There was little more to say. Conversation moved on to police gossip. After an hour, Andre got replies to his calls. He scowled. He made a call to Sondra and asked her about Peter’s friends. Hearing just one side of the conversation, Norm was concerned, but not able to tell what it was all about. It was too soon for the autopsy report.

When he got off the phone with Sondra, Andre said, “We need to talk to George again.” They signed their charge slips and drove to Linda’s, a gay bar at the edge of town. Linda’s was dark and discreet. Most customers arrived as couples. The lights were low, the food was excellent, the drinks were strong, the music was soft and slow. Norm made his way to the bar for drinks, elbowing his way through the crowd with a polite assurance. Andre studied the crowd.

George came in at quarter to nine, with his wife, Lucinda. Although George and Peter had been a couple for twenty-five years, they didn’t live together. George was a good husband to Lucinda — that is to say, best friend and housemate. Peter had divided his affections between his wife, now dead for eleven years, and George. As soon as he entered, George was surrounded by friends offering their sympathy. As the crowd thinned around George and Lucinda, Andre approached him.

“Can I talk to you outside? I need to ask a few more questions.” As soon as they were out, Andre’s tone changed.

“George De Young, I arrest you for the murder of Peter Dykema.”

“What’s this absurd nonsense?”

“You over-played your hand, Professor,” said Andre. “None of the marbles had any finger-prints. Nor did the board. They’d all been handled with gloves. Peter didn’t set them out.”

“Karl De Boer couldn’t have killed him,” Andre continued. “He was stuck at home all last night — his car had been towed earlier in the day. If he had walked to Peter’s, the security cameras on his street would have caught his image.”

“So?” said George. “Must have been someone else then. But not me. He was my best friend.”
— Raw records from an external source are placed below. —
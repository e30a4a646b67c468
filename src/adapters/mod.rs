//! Format adapters: one variant per export layout, all behind `list` / `hydrate`.
//!
//! - [`chatgpt`] - one JSON file per conversation, including [`batchexecute`] web captures
//! - [`claude`] - a single aggregate `conversations.json`
//! - [`gemini`] - a Takeout activity page
//!
//! The variant is chosen once per source, from its configured kind or by
//! [`detect`](crate::detector::detect). Supporting a new layout means adding a variant here.

pub mod batchexecute;
pub mod cache;
pub mod chatgpt;
pub mod claude;
pub mod deserializers;
pub mod gemini;
pub mod html;

use std::path::Path;
use std::sync::Arc;

use tracing::debug;

pub use cache::{FileStamp, SourceFingerprint};
pub use chatgpt::ChatgptAdapter;
pub use claude::ClaudeAdapter;
pub use gemini::GeminiAdapter;

use crate::detector::detect;
use crate::error::{ArchiveError, Result};
use crate::models::{Conversation, ConversationSummary, Source, Vendor};

/// Upper bound for single-file exports (aggregate JSON, activity HTML).
pub const MAX_EXPORT_BYTES: u64 = 1024 * 1024 * 1024;

/// Summaries produced by one adapter pass, unsorted.
#[derive(Debug, Clone, Default)]
pub struct AdapterListing {
    pub summaries: Vec<ConversationSummary>,
    /// Records that could not be parsed and were left out.
    pub skipped: usize,
}

#[derive(Debug)]
pub enum Adapter {
    Chatgpt(ChatgptAdapter),
    Claude(ClaudeAdapter),
    Gemini(GeminiAdapter),
    /// The root could not be classified; lists nothing.
    Unrecognized,
}

impl Adapter {
    pub fn for_vendor(vendor: Vendor) -> Self {
        match vendor {
            Vendor::Chatgpt => Adapter::Chatgpt(ChatgptAdapter::new()),
            Vendor::Claude => Adapter::Claude(ClaudeAdapter::new()),
            Vendor::Gemini => Adapter::Gemini(GeminiAdapter::new()),
        }
    }

    /// Adapter for `source`: its explicit kind, or whatever detection finds at the root.
    pub fn for_source(source: &Source) -> Self {
        match source.kind.vendor().or_else(|| detect(&source.root_path)) {
            Some(vendor) => {
                debug!(source = %source.id, vendor = %vendor, "selected adapter");
                Self::for_vendor(vendor)
            }
            None => {
                debug!(source = %source.id, root = %source.root_path.display(), "unrecognized source root");
                Adapter::Unrecognized
            }
        }
    }

    pub fn vendor(&self) -> Option<Vendor> {
        match self {
            Adapter::Chatgpt(_) => Some(Vendor::Chatgpt),
            Adapter::Claude(_) => Some(Vendor::Claude),
            Adapter::Gemini(_) => Some(Vendor::Gemini),
            Adapter::Unrecognized => None,
        }
    }

    pub fn list(&self, source: &Source) -> Result<AdapterListing> {
        match self {
            Adapter::Chatgpt(adapter) => adapter.list(source),
            Adapter::Claude(adapter) => adapter.list(source),
            Adapter::Gemini(adapter) => adapter.list(source),
            Adapter::Unrecognized => Ok(AdapterListing::default()),
        }
    }

    pub fn hydrate(&self, source: &Source, category: &str, id: &str) -> Result<Arc<Conversation>> {
        match self {
            Adapter::Chatgpt(adapter) => adapter.hydrate(source, category, id),
            Adapter::Claude(adapter) => adapter.hydrate(source, category, id),
            Adapter::Gemini(adapter) => adapter.hydrate(source, category, id),
            Adapter::Unrecognized => Err(ArchiveError::NotFound(format!(
                "conversation {category}/{id} in source {}",
                source.id
            ))),
        }
    }

    /// Stat-only fingerprint of everything `list` would read.
    pub fn fingerprint(&self, source: &Source) -> SourceFingerprint {
        match self {
            Adapter::Chatgpt(adapter) => adapter.fingerprint(source),
            Adapter::Claude(adapter) => adapter.fingerprint(source),
            Adapter::Gemini(adapter) => adapter.fingerprint(source),
            Adapter::Unrecognized => cache::FingerprintBuilder::new().finish(),
        }
    }
}

pub(crate) fn ensure_root(root: &Path) -> Result<()> {
    if root.is_dir() {
        Ok(())
    } else {
        Err(ArchiveError::config(format!("source root {} is not a reachable directory", root.display())))
    }
}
Andre continued, “Sondra reported that her father had been falling in love with a widow at church. You couldn’t stand to share him with a woman again.”

George lunged at Andre, who quickly put the bigger man on the ground and handcuffed him. Several marbles rolled from his pocket as he lay on the ground.

Norm went home to his wife, Gerry. Her love made it possible for him to get up each day and face the tawdry, evil world his job involved. That and the marbles he rolled around in his hand when things got grim.